Google's monopoly isn't a game for newspapers
Cartoon by Rob Tornoe for America's Newspapers
It is no secret that Google has secured a near monopoly in the search and local advertising world. However, the impact on newspapers hasn’t been quite as obvious.
A number of lawsuits have recently been brought that call Google to task for its practices. These lawsuits signal the government’s acknowledgement of Google’s unfair practices and initiate steps to hold them accountable.
The first suit, an antitrust action filed by the Justice Department in October, accuses Google of abusing its position over smaller rivals by operating like an illegal monopoly through exclusionary agreements that have hurt consumers and competitors.
The second suit, an antitrust suit filed in mid-December by Texas and nine other states, alleges that the company has stifled competition and enjoys monopolistic power, specifically as it relates to digital advertising.

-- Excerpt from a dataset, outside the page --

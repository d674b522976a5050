mod clock;
mod scheduler;

pub use clock::{Clock, SystemClock};
pub use scheduler::{Countdown, ReminderScheduler, ScheduledTask};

The third suit, filed just days after the second suit by 38 U.S. states and territories, accuses Google of abusing its market power to maintain its search engine dominance. The suit doesn’t seek monetary damages, but instead seeks broader remedies and an order to end any agreements or other behavior that it finds to be exclusionary.
But why does this matter, and what does it mean to you or to your community?
Almost everyone uses Google in some way or another. It has become part of our lives, and Google has used this to its advantage. Google games the marketplace through search algorithms to its financial gain. The result is an uneven and often unfair playing field for small and local businesses. At a time when local businesses are struggling to overcome the impacts of COVID, the need to be able to compete fairly has never been greater.
But what it means to local news, including this newspaper, is that Google uses content from newspapers and other news providers without compensating the publisher. If you use Google to seek information about current events in your community, chances are, the results will be from your local newspaper and other news providers. Google monetizes the content produced by the publishers, creating even more problems for an industry that was already challenged as a result of changing news consumption habits in an internet-connected world.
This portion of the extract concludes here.